**Prompt**
The lines from the start of the data through the line containing "use std::collections::BTreeMap;" are to be reproduced exactly, both ends included.

Information supplied below:

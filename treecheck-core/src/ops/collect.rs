//! Actual-state collection.
//!
//! Two modes produce the same [`TreeState`] schema:
//!
//! - **Filesystem**: walk a directory; files carry their literal bytes,
//!   directories are content-ignored, status is always unchanged.
//! - **Output**: parse the per-path status lines printed by the operation;
//!   every entry carries the reported status with contents ignored.

use fs_err as fs;
use std::collections::BTreeMap;
use std::path::{Path, PathBuf};
use walkdir::WalkDir;

use crate::helpers::parse::parse_status_line;
use crate::helpers::relpath;
use crate::types::{CollectError, Entry, StatusCode, TreeState};

use super::verify::Completion;

/// Where the actual state of a verification comes from.
#[derive(Debug, Clone, PartialEq, Eq)]
pub enum CollectMode {
    /// Walk the directory at `root`.
    Disk { root: PathBuf },
    /// Parse the trigger's output lines, stripping `strip_prefix` from paths.
    Output { strip_prefix: Option<String> },
}

impl CollectMode {
    pub fn disk(root: impl Into<PathBuf>) -> Self {
        CollectMode::Disk { root: root.into() }
    }

    /// Output mode with paths kept as printed.
    pub fn output() -> Self {
        CollectMode::Output { strip_prefix: None }
    }

    /// Output mode with paths made relative to `prefix`.
    pub fn output_under(prefix: impl AsRef<Path>) -> Self {
        CollectMode::Output {
            strip_prefix: Some(relpath::from_path(prefix.as_ref())),
        }
    }

    /// Build the actual state for a finished trigger.
    pub fn collect(&self, completion: &Completion) -> Result<TreeState, CollectError> {
        match self {
            CollectMode::Disk { root } => from_disk(root),
            CollectMode::Output { strip_prefix } => {
                Ok(from_output(&completion.stdout, strip_prefix.as_deref()))
            }
        }
    }
}

/// Snapshot the directory tree under `root`.
///
/// The root itself is the entry `""`. Every entry is recorded as unchanged;
/// an exported tree has no history. A missing `root` yields an empty state,
/// so every expected path shows up as missing rather than as an I/O error.
pub fn from_disk(root: &Path) -> Result<TreeState, CollectError> {
    if fs::symlink_metadata(root).is_err() {
        log::debug!("collect: {} does not exist, empty snapshot", root.display());
        return Ok(TreeState::new());
    }

    let mut state = TreeState::new();
    let walker = WalkDir::new(root).follow_links(false).sort_by_file_name();

    for item in walker {
        let item = item.map_err(|source| CollectError::Walk {
            root: root.to_path_buf(),
            source,
        })?;
        let Some(rel) = relpath::relative_to(root, item.path()) else {
            continue;
        };

        let file_type = item.file_type();
        let entry = if file_type.is_dir() {
            Entry::dir()
        } else if file_type.is_symlink() {
            let target = fs::read_link(item.path()).map_err(|source| CollectError::Read {
                path: item.path().to_path_buf(),
                source,
            })?;
            Entry::file(target.to_string_lossy().into_owned())
        } else {
            let bytes = fs::read(item.path()).map_err(|source| CollectError::Read {
                path: item.path().to_path_buf(),
                source,
            })?;
            let entry = Entry::file(bytes);
            match file_props(item.path())? {
                Some(props) => entry.with_props(props),
                None => entry,
            }
        };

        state
            .desc_mut()
            .insert(rel, entry.with_status(StatusCode::UNCHANGED));
    }

    log::debug!(
        "collect: {} entries under {}",
        state.len(),
        root.display()
    );
    Ok(state)
}

/// Properties observable on disk, `None` when the file has none.
#[cfg(unix)]
fn file_props(path: &Path) -> Result<Option<BTreeMap<String, String>>, CollectError> {
    use std::os::unix::fs::PermissionsExt;

    let meta = fs::metadata(path).map_err(|source| CollectError::Read {
        path: path.to_path_buf(),
        source,
    })?;
    if meta.permissions().mode() & 0o111 == 0 {
        return Ok(None);
    }
    let mut props = BTreeMap::new();
    props.insert("executable".to_string(), "*".to_string());
    Ok(Some(props))
}

#[cfg(not(unix))]
fn file_props(_path: &Path) -> Result<Option<BTreeMap<String, String>>, CollectError> {
    Ok(None)
}

/// Build a state from the status lines in `lines`.
///
/// Lines that are not status lines are skipped. When a path is reported more
/// than once the last status wins.
pub fn from_output<I, S>(lines: I, strip_prefix: Option<&str>) -> TreeState
where
    I: IntoIterator<Item = S>,
    S: AsRef<str>,
{
    let prefix = strip_prefix.map(relpath::normalize);
    let mut state = TreeState::new();
    let mut skipped = 0usize;

    for line in lines {
        let Some(parsed) = parse_status_line(line.as_ref()) else {
            skipped += 1;
            continue;
        };

        let path = relpath::normalize(parsed.path);
        let key = match &prefix {
            Some(p) => relpath::strip(&path, p).unwrap_or(path),
            None => path,
        };
        state
            .desc_mut()
            .insert(key, Entry::new().with_status(parsed.status));
    }

    log::debug!(
        "collect: {} entries from output ({} non-status lines skipped)",
        state.len(),
        skipped
    );
    state
}
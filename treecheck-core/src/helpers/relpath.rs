//! Relative path utilities.
//!
//! Tree states key entries by `/`-separated strings rather than `PathBuf`
//! so that ordering is plain byte-lexicographic and identical on every
//! platform.

use std::path::{Component, Path};

/// Normalize a path string into tree-key form.
///
/// Empty and `.` segments are dropped and a leading `/` is kept.
/// `"./A//B/"` becomes `"A/B"`; `"."` and `""` become `""`. On Windows
/// backslashes are separators too; elsewhere they are part of the name, the
/// same as in the keys [`relative_to`] produces.
pub fn normalize(path: &str) -> String {
    let unified = if cfg!(windows) {
        path.replace('\\', "/")
    } else {
        path.to_string()
    };
    let absolute = unified.starts_with('/');
    let joined = unified
        .split('/')
        .filter(|seg| !seg.is_empty() && *seg != ".")
        .collect::<Vec<_>>()
        .join("/");

    if absolute {
        format!("/{joined}")
    } else {
        joined
    }
}

/// Join a child name onto a normalized path.
pub fn join(base: &str, name: &str) -> String {
    if base.is_empty() {
        normalize(name)
    } else {
        normalize(&format!("{base}/{name}"))
    }
}

/// Strip a normalized `prefix` from a normalized `path`.
///
/// Returns `Some("")` when the two are equal and `None` when `path` is not at
/// or below `prefix`. An empty prefix matches every relative path.
pub fn strip(path: &str, prefix: &str) -> Option<String> {
    if prefix.is_empty() {
        return Some(path.to_string());
    }
    if path == prefix {
        return Some(String::new());
    }
    path.strip_prefix(prefix)
        .and_then(|rest| rest.strip_prefix('/'))
        .map(str::to_string)
}

/// Express `path` relative to `root` in tree-key form.
///
/// Returns `None` if `path` is not under `root`.
pub fn relative_to(root: &Path, path: &Path) -> Option<String> {
    let rel = path.strip_prefix(root).ok()?;
    let parts: Vec<String> = rel
        .components()
        .filter_map(|c| match c {
            Component::Normal(s) => Some(s.to_string_lossy().into_owned()),
            _ => None,
        })
        .collect();
    Some(parts.join("/"))
}

/// Tree-key form of a filesystem path (used for output-mode prefixes).
pub fn from_path(path: &Path) -> String {
    normalize(&path.to_string_lossy())
}

#[cfg(test)]
mod tests {
    use super::*;
    use std::path::PathBuf;

    #[test]
    fn test_normalize() {
        assert_eq!(normalize("./A//B/"), "A/B");
        assert_eq!(normalize("."), "");
        assert_eq!(normalize(""), "");
        assert_eq!(normalize("/tmp/wc/"), "/tmp/wc");
    }

    #[cfg(windows)]
    #[test]
    fn test_normalize_backslash_separator() {
        assert_eq!(normalize("A\\B\\lambda"), "A/B/lambda");
    }

    #[cfg(not(windows))]
    #[test]
    fn test_backslash_is_part_of_name() {
        assert_eq!(normalize("A\\B\\lambda"), "A\\B\\lambda");

        let root = PathBuf::from("/tmp/export");
        let key = relative_to(&root, &root.join("dir").join("a\\b")).unwrap();
        assert_eq!(key, "dir/a\\b");
        assert_eq!(normalize(&key), key);
    }

    #[test]
    fn test_join() {
        assert_eq!(join("", "iota"), "iota");
        assert_eq!(join("A/B", "E/"), "A/B/E");
    }

    #[test]
    fn test_strip() {
        assert_eq!(strip("wc/A/mu", "wc"), Some("A/mu".to_string()));
        assert_eq!(strip("wc", "wc"), Some(String::new()));
        assert_eq!(strip("wc2/A", "wc"), None);
        assert_eq!(strip("other", "wc"), None);
        assert_eq!(strip("A", ""), Some("A".to_string()));
    }

    #[test]
    fn test_relative_to() {
        let root = PathBuf::from("/tmp/export");
        assert_eq!(
            relative_to(&root, &root.join("A").join("mu")),
            Some("A/mu".to_string())
        );
        assert_eq!(relative_to(&root, &root), Some(String::new()));
        assert_eq!(relative_to(&root, Path::new("/elsewhere")), None);
    }
}
//! Low-level helper utilities.

pub mod relpath;
pub mod parse;
//! Output formatting for the CLI.
//!
//! Handles human-readable and JSON output formats.

use anyhow::Result;
use serde_json::{json, Value};
use treecheck_core::{TreeState, VerificationResult};

use crate::input::TreeFormat;

/// Output handler for CLI commands.
pub struct Output {
    json: bool,
}

impl Output {
    pub fn new(json: bool) -> Self {
        Self { json }
    }

    /// Print a collected tree. `--json` wins over `format`.
    pub fn state(&self, state: &TreeState, format: TreeFormat) -> Result<()> {
        let format = if self.json { TreeFormat::Json } else { format };
        println!("{}", format.render(state)?.trim_end());
        Ok(())
    }

    /// Print a verification verdict.
    pub fn result(&self, result: &VerificationResult) {
        if self.json {
            println!("{}", result_json(result));
            return;
        }
        match result.failure() {
            None => println!("\x1b[32mPassed\x1b[0m"),
            Some(failure) => println!("\x1b[31mFailed\x1b[0m: {failure}"),
        }
    }
}

fn result_json(result: &VerificationResult) -> Value {
    match result.failure() {
        None => json!({ "status": "passed" }),
        Some(failure) => json!({
            "status": "failed",
            "error_type": failure.error_type(),
            "message": failure.to_string(),
            "mismatches": failure.mismatches().map(|r| &r.records),
        }),
    }
}
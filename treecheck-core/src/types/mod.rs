//! Core type definitions for treecheck.

mod status;
mod entry;
mod tree;
mod baseline;
mod mismatch;
mod outcome;
mod error;

pub use status::StatusCode;
pub use entry::{Contents, Entry};
pub use tree::{TreeState, Tweak};
pub use baseline::{greek_tree, Baseline};
pub use mismatch::{MismatchKind, MismatchRecord, MismatchReport};
pub use outcome::{VerificationFailure, VerificationResult};
pub use error::{CollectError, TreeError, TriggerFailure};
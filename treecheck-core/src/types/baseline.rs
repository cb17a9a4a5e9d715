//! Shared, read-only baseline trees.

use std::sync::OnceLock;

use super::entry::Entry;
use super::tree::TreeState;

/// A canonical tree shared by many tests.
///
/// There are no mutators: take a [`Baseline::copy`] and change that.
#[derive(Debug, Clone, PartialEq, Eq)]
pub struct Baseline(TreeState);

impl Baseline {
    pub fn new(state: TreeState) -> Self {
        Self(state)
    }

    /// A fresh, independently owned copy of the tree.
    pub fn copy(&self) -> TreeState {
        self.0.copy()
    }

    pub fn get(&self, path: &str) -> Option<&Entry> {
        self.0.get(path)
    }

    pub fn len(&self) -> usize {
        self.0.len()
    }

    pub fn is_empty(&self) -> bool {
        self.0.is_empty()
    }

    pub fn iter(&self) -> impl Iterator<Item = (&str, &Entry)> {
        self.0.iter()
    }

    /// Read-only view of the underlying state.
    pub fn as_state(&self) -> &TreeState {
        &self.0
    }
}

/// The standard "greek" sample tree: 20 entries, directories without
/// contents, every file holding `This is the file '<name>'.\n`.
pub fn greek_tree() -> &'static Baseline {
    static GREEK: OnceLock<Baseline> = OnceLock::new();
    GREEK.get_or_init(|| {
        let file = |name: &str| Entry::file(format!("This is the file '{name}'.\n"));
        Baseline::new(TreeState::from_entries([
            ("iota", file("iota")),
            ("A", Entry::dir()),
            ("A/mu", file("mu")),
            ("A/B", Entry::dir()),
            ("A/B/lambda", file("lambda")),
            ("A/B/E", Entry::dir()),
            ("A/B/E/alpha", file("alpha")),
            ("A/B/E/beta", file("beta")),
            ("A/B/F", Entry::dir()),
            ("A/C", Entry::dir()),
            ("A/D", Entry::dir()),
            ("A/D/gamma", file("gamma")),
            ("A/D/G", Entry::dir()),
            ("A/D/G/pi", file("pi")),
            ("A/D/G/rho", file("rho")),
            ("A/D/G/tau", file("tau")),
            ("A/D/H", Entry::dir()),
            ("A/D/H/chi", file("chi")),
            ("A/D/H/psi", file("psi")),
            ("A/D/H/omega", file("omega")),
        ]))
    })
}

End of Information supplied.

**Your response**
filename treecheck-core/src/ops/collect.rs
//! Actual-state collection.
//!
//! Two modes produce the same [`TreeState`] schema:
//!
//! - **Filesystem**: walk a directory; files carry their literal bytes,
//!   directories are content-ignored, status is always unchanged.
//! - **Output**: parse the per-path status lines printed by the operation;
//!   every entry carries the reported status with contents ignored.

use fs_err as fs;
use std::collections::BTreeMap;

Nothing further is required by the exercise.